Dr_Gonzalez-Martinez: Yes, but it depends on what type of work. Work that requires driving or operating heavy machinery is, in general, not recommended.
jeanneb: Would it be OK to work as a school teacher?
Dr_Gonzalez-Martinez: Yes, that should be fine.
jeanneb: Do you find that a majority of patients living with epilepsy work outside the home?
Dr_Najm: Yes. As we all know, epilepsy can affect any of us, and does not preclude any of us from living and functioning normally in society. Some of the most brilliant and most influential people in history suffered from epilepsy.
jeanneb: What is the best thing to do after a seizure to care for yourself?
Dr_Gonzalez-Martinez: If it's an isolated seizure, in general, a resting period of six hours is recommended. If it's a sequence of seizures, which are unusual to the normal pattern, patients should go to the ER.
mrrenneisen: Does your electrolyte balance affect your propensity for seizure activity?
Dr_Najm: It may. The major electrolytes that would decrease your seizure threshold (thereby, increase your seizure activity) include low magnesium, low sodium or low calcium.
General Questions and Comments
jrachvr: Dr Najm was part of my wife's surgery team in December 2009. To this date, she is still seizure-free and we had a baby boy three months ago. Thank you, Dr. Najm.
Dr_Najm: Thank you for your kind comments.
jeanneb: I appreciate these answers; I know that your team is one of the best in the nation.
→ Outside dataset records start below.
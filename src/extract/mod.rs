//! HTML feature extraction
//!
//! Turns each stored post page into one structured record: plain text,
//! update/quote/table counts and link/media lists. Extraction is
//! best-effort per post; the worst case for a single page is a warning and
//! a missing record, never an aborted batch.

mod body;
mod media;

pub use body::{
    body_slice, count_markup, decode_body, strip_markup, DecodedBody, MarkupCounts, CLOSE_MARKER,
    OPEN_MARKER,
};
pub use media::{extract_media, MediaLists};

use crate::store::ContentStore;
use crate::Result;
use chrono::{DateTime, Local};

/// One archived post, reduced to its structural and textual features
#[derive(Debug, Clone)]
pub struct PostRecord {
    /// Post identifier (the store key)
    pub name: String,

    /// Creation timestamp. Taken from the stored file's modification time
    /// as a stand-in for the unrecoverable publish time.
    pub created: DateTime<Local>,

    /// Post body with all markup stripped
    pub text: String,

    /// Number of in-post updates
    pub updates: u32,

    /// Number of quote blocks
    pub quotes: u32,

    /// Number of tables
    pub tables: u32,

    /// All link targets, in document order
    pub links: Vec<String>,

    /// All image sources, in document order
    pub images: Vec<String>,

    /// All video sources, in document order
    pub videos: Vec<String>,

    /// All audio sources, in document order
    pub audios: Vec<String>,
}

impl PostRecord {
    /// Text length in characters
    pub fn text_length(&self) -> usize {
        self.text.chars().count()
    }

    /// A blank post has no images, no videos, no quotes and no links
    pub fn is_blank(&self) -> bool {
        self.images.is_empty()
            && self.videos.is_empty()
            && self.quotes == 0
            && self.links.is_empty()
    }

    fn empty(name: &str, created: DateTime<Local>) -> Self {
        Self {
            name: name.to_string(),
            created,
            text: String::new(),
            updates: 0,
            quotes: 0,
            tables: 0,
            links: Vec::new(),
            images: Vec::new(),
            videos: Vec::new(),
            audios: Vec::new(),
        }
    }
}

/// Extracts one record from a stored post page
///
/// Returns None when the body cannot be decoded at all (the post is
/// excluded from the dataset). A page without the permalink marker yields
/// an empty record: the post stays in the dataset, with no text and no
/// features.
pub fn extract_record(name: &str, created: DateTime<Local>, raw: &[u8]) -> Option<PostRecord> {
    let content = match decode_body(raw).into_text() {
        Some(content) => content,
        None => {
            tracing::warn!("{}: body not decodable, excluding post", name);
            return None;
        }
    };

    // The body is located on a single line
    let content = content.replace('\n', "");

    let slice = match body_slice(&content) {
        Some(slice) => slice,
        None => {
            tracing::warn!("{}: permalink marker not found, emitting empty record", name);
            return Some(PostRecord::empty(name, created));
        }
    };

    let counts = count_markup(slice);
    let media = extract_media(slice);

    Some(PostRecord {
        name: name.to_string(),
        created,
        text: strip_markup(slice),
        updates: counts.updates,
        quotes: counts.quotes,
        tables: counts.tables,
        links: media.links,
        images: media.images,
        videos: media.videos,
        audios: media.audios,
    })
}

/// Extracts records from every post in the store
pub fn extract_records(store: &ContentStore) -> Result<Vec<PostRecord>> {
    let mut records = Vec::new();
    let mut excluded = 0usize;

    for key in store.keys()? {
        let raw = store.read(&key)?;
        let created = store.modified(&key)?;
        match extract_record(&key, created, &raw) {
            Some(record) => records.push(record),
            None => excluded += 1,
        }
    }

    tracing::info!(
        "Extracted {} post records ({} excluded)",
        records.len(),
        excluded
    );

    Ok(records)
}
Based on my short experience with Dr. Najm, my daughter was treated by him at the Cleveland Clinic in Weston, Florida last year.
Dr_Najm: It is wonderful to get this type of feedback from wonderful people like yourself. Thank you.
Cleveland_Clinic_Host: I'm sorry to say that our time with Cleveland Clinic epilepsy experts Imad Najm, MD and Jorge Gonzalez-Martinez, MD, is now over. Thank you, Dr. Najm and Dr. Gonzalez-Martinez for taking your time to answer questions today about epilepsy and the latest surgical options for treatment.
Dr_Najm: Epilepsy surgery has become an accepted, safe and effective treatment option to help manage patients with difficult-to-control seizures. Epilepsy surgery should be considered in those patients who suffer from focal epilepsy, and who have failed to respond to at least two anti-epileptic medications. The pre-surgical evaluation should be performed at a highly specialized epilepsy center like Cleveland Clinic, since it does require a truly multi-disciplinary approach with access to the latest technologies for the mapping and removal of the epileptic focus.